Liebe Leserinnen und Leser,
Ende Mai fand der 102. Katholikentag in Stuttgart statt. Viele Themen, die gegenwärtig die katholische Kirche beschäftigen und gesellschaftlich relevant sind, wurden in unterschiedlichen Veranstaltungsformaten diskutiert. Wie in der Vergangenheit gab es eine Vielzahl an Veranstaltungen sowohl zu den Themen des christlich-jüdischen als auch des christlich-islamischen Dialogs. Auch wenn das Programm aufgrund der noch anhaltenden Pandemie und der geringeren Teilnehmendenzahlen abgespeckt wurde, ist es gelungen, wichtige Themen mit entsprechenden Akteurinnen und Akteuren aus unterschiedlichen Bereichen abzubilden.
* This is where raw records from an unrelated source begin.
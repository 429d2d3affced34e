use serde::{Deserialize, Serialize};
use ts_rs::TS;

/// Input hint for a numeric question: the bounds and step the form offers.
#[derive(Debug, Clone, Copy, PartialEq, Serialize, Deserialize, TS)]
#[ts(export)]
pub struct NumericRange {
    pub min: f64,
    pub max: f64,
    pub step: Option<f64>,
}

#[derive(Debug, Clone, PartialEq, Serialize, Deserialize, TS)]
#[ts(export)]
pub struct ChoiceOption {
    pub value: String,
    pub label: String,
}

#[derive(Debug, Clone, PartialEq, Serialize, Deserialize, TS)]
#[serde(tag = "type", rename_all = "snake_case")]
#[ts(export)]
pub enum QuestionKind {
    /// Pick exactly one of the listed options.
    Choice { options: Vec<ChoiceOption> },
    /// Free numeric entry.
    Numeric {
        range: NumericRange,
        placeholder: Option<String>,
    },
}

/// A single question in a questionnaire.
#[derive(Debug, Clone, PartialEq, Serialize, Deserialize, TS)]
#[ts(export)]
pub struct Question {
    pub id: String,
    pub prompt: String,
    pub kind: QuestionKind,
    pub required: bool,
}

impl Question {
    /// Display label for a stored answer: the option label for choice
    /// questions, the raw value otherwise.
    pub fn display_value<'a>(&'a self, raw: &'a str) -> &'a str {
        match &self.kind {
            QuestionKind::Choice { options } => options
                .iter()
                .find(|o| o.value == raw)
                .map(|o| o.label.as_str())
                .unwrap_or(raw),
            QuestionKind::Numeric { .. } => raw,
        }
    }
}

/// Clinical plausibility bounds for one numeric question.
#[derive(Debug, Clone, PartialEq, Serialize, Deserialize, TS)]
#[ts(export)]
pub struct ValidationRule {
    pub question_id: String,
    pub min: f64,
    pub max: f64,
    pub message: String,
}

impl ValidationRule {
    pub fn contains(&self, value: f64) -> bool {
        value >= self.min && value <= self.max
    }
}

/// Result of validating a single field edit.
#[derive(Debug, Clone, PartialEq, Eq, Serialize, Deserialize, TS)]
#[ts(export)]
pub struct ValidationOutcome {
    pub in_range: bool,
    /// Empty when in range.
    pub message: String,
}

impl ValidationOutcome {
    pub fn in_range() -> Self {
        Self {
            in_range: true,
            message: String::new(),
        }
    }

    pub fn out_of_range(message: String) -> Self {
        Self {
            in_range: false,
            message,
        }
    }
}

/// An answer that fell outside its clinical range at submit time.
#[derive(Debug, Clone, PartialEq, Serialize, Deserialize, TS)]
#[ts(export)]
pub struct UnusualValue {
    pub question_id: String,
    pub value: String,
    pub message: String,
    pub min: f64,
    pub max: f64,
}

/// Whole-form range check, in questionnaire order.
#[derive(Debug, Clone, Default, PartialEq, Serialize, Deserialize, TS)]
#[ts(export)]
pub struct ValidationReport {
    pub unusual_values: Vec<UnusualValue>,
}

impl ValidationReport {
    pub fn is_clean(&self) -> bool {
        self.unusual_values.is_empty()
    }
}
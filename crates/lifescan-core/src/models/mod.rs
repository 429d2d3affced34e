pub mod answers;
pub mod prediction;
pub mod risk;
pub mod variant;
use axum::http::StatusCode;
use axum::response::{IntoResponse, Response};
use axum::Json;
use lifescan_predict::error::PredictError;
use lifescan_questionnaire::error::{QuestionnaireError, SubmitError};
use serde::Serialize;

/// Unified API error type for all route handlers.
#[derive(Debug)]
pub enum ApiError {
    BadRequest(String),
    /// The form cannot be submitted yet; the body says why.
    Unprocessable(SubmitError),
    BadGateway(String),
    Internal(String),
}

#[derive(Serialize)]
struct ErrorBody {
    error: String,
    #[serde(skip_serializing_if = "Option::is_none")]
    details: Option<SubmitError>,
}

impl IntoResponse for ApiError {
    fn into_response(self) -> Response {
        let (status, error, details) = match self {
            ApiError::BadRequest(msg) => (StatusCode::BAD_REQUEST, msg, None),
            ApiError::Unprocessable(e) => {
                (StatusCode::UNPROCESSABLE_ENTITY, e.to_string(), Some(e))
            }
            ApiError::BadGateway(msg) => {
                tracing::warn!("upstream error: {msg}");
                (StatusCode::BAD_GATEWAY, msg, None)
            }
            ApiError::Internal(msg) => {
                tracing::error!("internal error: {msg}");
                (
                    StatusCode::INTERNAL_SERVER_ERROR,
                    "internal server error".to_string(),
                    None,
                )
            }
        };

        (status, Json(ErrorBody { error, details })).into_response()
    }
}

impl From<SubmitError> for ApiError {
    fn from(e: SubmitError) -> Self {
        ApiError::Unprocessable(e)
    }
}

impl From<QuestionnaireError> for ApiError {
    fn from(e: QuestionnaireError) -> Self {
        match e {
            QuestionnaireError::UnknownQuestion { .. } => ApiError::BadRequest(e.to_string()),
            other => ApiError::Internal(other.to_string()),
        }
    }
}

impl From<PredictError> for ApiError {
    fn from(e: PredictError) -> Self {
        match e {
            PredictError::EmptyMessage => ApiError::BadRequest(e.to_string()),
            other => ApiError::BadGateway(other.to_string()),
        }
    }
}

impl From<tokio::task::JoinError> for ApiError {
    fn from(e: tokio::task::JoinError) -> Self {
        ApiError::Internal(e.to_string())
    }
}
Der christlich-islamische Dialog wurde zum ersten Mal in der Geschichte des Katholikentags mit einem Abendempfang bedacht, in dessen Rahmen die Verdienste von Gabrielle Erpenbeck gewürdigt wurden. Frau Erpenbeck wirkte über 40 Jahre u. a. im Gesprächskreis „Christen und Muslime“ beim ZdK und bei der Programmkommission für den christlich-islamischen Dialog bei den Katholikentagen. Vielen Dank, Frau Erpenbeck, und Gottes Segen für den Ruhestand!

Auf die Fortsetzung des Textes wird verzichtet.